Sebuah insiden di sebuah toko perlengkapan rumah tangga di Medan, Sumatera Utara, tiba-tiba menjadi sorotan publik setelah video konflik antara seorang konten kreator dan staf toko beredar luas di media sosial. Video tersebut diunggah oleh influencer TikTok lokal, @alehalehkhasmedandi, dan dalam hitungan jam langsung memicu gelombang reaksi dari warganet—bukan hanya karena keributan verbal yang terjadi, tetapi karena konteksnya yang menyentuh sensitivitas sosial: sang influencer sedang berusaha membeli kebutuhan bantuan untuk korban banjir.

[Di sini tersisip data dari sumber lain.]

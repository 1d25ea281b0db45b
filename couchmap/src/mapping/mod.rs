//! Entity metadata: which properties an entity type persists and how.

mod context;
mod entity;
mod property;
mod value_provider;

pub use context::*;
pub use entity::*;
pub use property::*;
pub use value_provider::*;
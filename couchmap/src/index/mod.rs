//! Index declarations of entity types and their creation.

mod design_document;
mod entity_index;
mod index_manager;

pub use design_document::*;
pub use entity_index::*;
pub use index_manager::*;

Peristiwa ini bukan sekadar cekcok biasa di pusat perbelanjaan. Ia menyentuh isu yang lebih luas: standar pelayanan pelanggan, empati dalam pelayanan publik, hingga tanggung jawab sosial bisnis di tengah krisis kemanusiaan. Bagaimana kronologi lengkapnya? Dan mengapa publik begitu emosional menyikapi kejadian ini?

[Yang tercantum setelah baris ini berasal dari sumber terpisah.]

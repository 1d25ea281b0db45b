use crate::repository::{airline, Airline, Counter, Geo, Hotel, Landmark, Rating, Route};
use chrono::{TimeZone, Utc};
use couchmap::common::Value;
use couchmap::convert::TranslationService;
use couchmap::doc;
use couchmap::document::Document;
use couchmap::errors::ErrorKind;
use couchmap_int_test::test_util::{cleanup, create_test_context, create_test_context_with, run_test};

fn hotel() -> Hotel {
    Hotel {
        id: "hotel::10025".to_string(),
        name: "Medway Youth Hostel".to_string(),
        city: "Gillingham".to_string(),
        geo: Geo {
            lat: 51.35785,
            lon: 0.55818,
        },
        rating: Rating::Review {
            score: 4,
            comment: "Très bien".to_string(),
        },
        tags: vec!["hostel".to_string(), "garden".to_string()],
        opened: Some(Utc.with_ymd_and_hms(2009, 6, 1, 12, 0, 0).unwrap()),
        distance: 0.0,
    }
}

#[test]
fn test_write_then_read_restores_entity() {
    run_test(
        || create_test_context(),
        |ctx| {
            let converter = ctx.couchmap().converter().clone();
            let source = airline("airline::10", "40-Mile Air", "United States");

            let document = converter.to_document(&source)?;
            assert_eq!(document.id(), Some("airline::10"));
            assert_eq!(document.version(), None);
            assert_eq!(
                document.raw_value(),
                Some(r#"{"name":"40-Mile Air","country":"United States"}"#)
            );

            let restored: Airline = converter.read(&document)?;
            assert_eq!(restored, source);
            Ok(())
        },
        |ctx| cleanup(ctx),
    )
}

#[test]
fn test_version_and_renamed_field_travel_out_of_band() {
    run_test(
        || create_test_context(),
        |ctx| {
            let converter = ctx.couchmap().converter().clone();
            let source = Airline {
                cas: 1_500_000,
                iata: Some("Q5".to_string()),
                ..airline("airline::10", "40-Mile Air", "United States")
            };

            let document = converter.to_document(&source)?;
            assert_eq!(document.version(), Some(1_500_000));
            assert_eq!(document.get("iata_code"), Some(&Value::from("Q5")));
            assert!(!document.contains_field("iata"));
            assert!(!document.contains_field("id"));
            assert!(!document.contains_field("cas"));

            let raw = document.raw_value().unwrap_or_default().to_string();
            let restored: Airline = converter.read_raw("airline::10", &raw, 1_500_000)?;
            assert_eq!(restored, source);
            Ok(())
        },
        |ctx| cleanup(ctx),
    )
}

#[test]
fn test_nested_values_round_trip() {
    run_test(
        || create_test_context(),
        |ctx| {
            let converter = ctx.couchmap().converter().clone();
            let source = Hotel {
                distance: 12.5,
                ..hotel()
            };

            let document = converter.to_document(&source)?;
            assert_eq!(document.expiry(), 3600);
            assert!(!document.contains_field("distance"));

            let raw = document.raw_value().unwrap_or_default();
            assert!(raw.contains(r#""geo":{"lat":51.35785,"lon":0.55818}"#));
            assert!(raw.contains("Très bien"));
            assert!(raw.contains(r#""opened":"2009-06-01T12:00:00+00:00""#));

            let restored: Hotel = converter.read(&document)?;
            assert_eq!(restored, hotel());
            Ok(())
        },
        |ctx| cleanup(ctx),
    )
}

#[test]
fn test_enum_variants_round_trip() {
    run_test(
        || create_test_context(),
        |ctx| {
            let converter = ctx.couchmap().converter().clone();
            for rating in [Rating::Unrated, Rating::Stars(5)] {
                let source = Hotel {
                    rating: rating.clone(),
                    ..hotel()
                };
                let restored: Hotel = converter.read(&converter.to_document(&source)?)?;
                assert_eq!(restored.rating, rating);
            }
            Ok(())
        },
        |ctx| cleanup(ctx),
    )
}

#[test]
fn test_constructor_arguments_bind_before_fields() {
    run_test(
        || create_test_context(),
        |ctx| {
            let converter = ctx.couchmap().converter().clone();
            let source = Route {
                id: "route::1".to_string(),
                source: "TLV".to_string(),
                destination: "MRS".to_string(),
                stops: 1,
            };
            let restored: Route = converter.read(&converter.to_document(&source)?)?;
            assert_eq!(restored, source);

            // fields absent from the document keep the value given at construction
            let mut partial = doc! { source: "SFO" };
            partial.set_id("route::2");
            let restored: Route = converter.read(&partial)?;
            assert_eq!(restored.id, "route::2");
            assert_eq!(restored.source, "SFO");
            assert_eq!(restored.destination, "");
            assert_eq!(restored.stops, 0);
            Ok(())
        },
        |ctx| cleanup(ctx),
    )
}

#[test]
fn test_numeric_id_is_stored_as_string() {
    run_test(
        || create_test_context(),
        |ctx| {
            let converter = ctx.couchmap().converter().clone();
            let source = Counter { id: 42, value: -3 };
            let document = converter.to_document(&source)?;
            assert_eq!(document.id(), Some("42"));

            let restored: Counter = converter.read(&document)?;
            assert_eq!(restored, source);
            Ok(())
        },
        |ctx| cleanup(ctx),
    )
}

#[test]
fn test_missing_source_is_a_no_op() {
    run_test(
        || create_test_context(),
        |ctx| {
            let converter = ctx.couchmap().converter().clone();
            let mut target = doc! { untouched: true };
            target.set_id("keep");
            let before = target.clone();

            converter.write::<Airline>(None, &mut target)?;
            assert_eq!(target, before);
            Ok(())
        },
        |ctx| cleanup(ctx),
    )
}

#[test]
fn test_entity_without_id_cannot_be_written() {
    run_test(
        || create_test_context(),
        |ctx| {
            let converter = ctx.couchmap().converter().clone();
            let landmark = Landmark {
                name: "Tower Bridge".to_string(),
                activity: "see".to_string(),
            };
            let mut target = doc! { untouched: true };

            let err = converter.write(Some(&landmark), &mut target).unwrap_err();
            assert_eq!(err.kind(), &ErrorKind::ObjectMappingError);
            assert_eq!(err.message(), "ID property required for entity of type Landmark");
            assert_eq!(target, doc! { untouched: true });
            Ok(())
        },
        |ctx| cleanup(ctx),
    )
}

#[test]
fn test_wrong_field_type_names_property() {
    run_test(
        || create_test_context(),
        |ctx| {
            let converter = ctx.couchmap().converter().clone();
            let mut document = doc! { name: "Air", country: 7 };
            document.set_id("airline::1");

            let err = converter.read::<Airline>(&document).unwrap_err();
            assert_eq!(err.kind(), &ErrorKind::ObjectMappingError);
            assert_eq!(err.message(), "Could not read property 'country' of entity type Airline");
            assert!(err.cause().is_some());
            Ok(())
        },
        |ctx| cleanup(ctx),
    )
}

#[test]
fn test_null_field_resets_to_default() {
    run_test(
        || create_test_context(),
        |ctx| {
            let converter = ctx.couchmap().converter().clone();
            let mut document = Document::with_id("hotel::1");
            ctx.couchmap().converter().translation_service().decode(
                r#"{"name":"Inn","city":null,"tags":null,"opened":null}"#,
                &mut document,
            )?;

            let restored: Hotel = converter.read(&document)?;
            assert_eq!(restored.name, "Inn");
            assert_eq!(restored.city, "");
            assert!(restored.tags.is_empty());
            assert_eq!(restored.opened, None);
            Ok(())
        },
        |ctx| cleanup(ctx),
    )
}

#[test]
fn test_type_key_is_written_first() {
    run_test(
        || create_test_context_with(|builder| builder.type_key("_class")),
        |ctx| {
            let converter = ctx.couchmap().converter().clone();
            let source = airline("airline::10", "40-Mile Air", "United States");

            let document = converter.to_document(&source)?;
            assert_eq!(document.fields()[0], "_class");
            assert_eq!(document.get("_class"), Some(&Value::from("Airline")));

            let restored: Airline = converter.read(&document)?;
            assert_eq!(restored, source);
            Ok(())
        },
        |ctx| cleanup(ctx),
    )
}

Misi Kemanusiaan yang Berubah Jadi Drama di Toko
Menurut narasi yang disampaikan oleh sang influencer, ia bersama tim datang ke toko Wiego Houseware di kawasan Marelan, Medan, dengan niat mulia: membeli perlengkapan dapur—termasuk kompor portable—untuk disalurkan kepada warga yang terdampak banjir di sekitar wilayah tersebut. Misi ini bukan hanya soal transaksi jual-beli, melainkan bentuk solidaritas nyata di tengah bencana yang melanda.

Timnya pun tiba di lokasi dengan penuh harapan. Mereka memarkir kendaraan di area parkir resmi yang disediakan oleh toko, lalu masuk untuk mencari barang yang dibutuhkan. Namun, niat baik itu justru disambut dengan sikap yang jauh dari ramah.


Saat mencari rak kompor portable—barang yang cukup esensial bagi keluarga korban banjir yang kehilangan akses dapur—mereka mendekati seorang karyawan dan bertanya sopan: “Kak, di mana ya kompor portable?”

Jawabannya? “Di belakang sana, lihat aja.”

Nada ketus, minim empati, dan tanpa usaha membantu sedikit pun.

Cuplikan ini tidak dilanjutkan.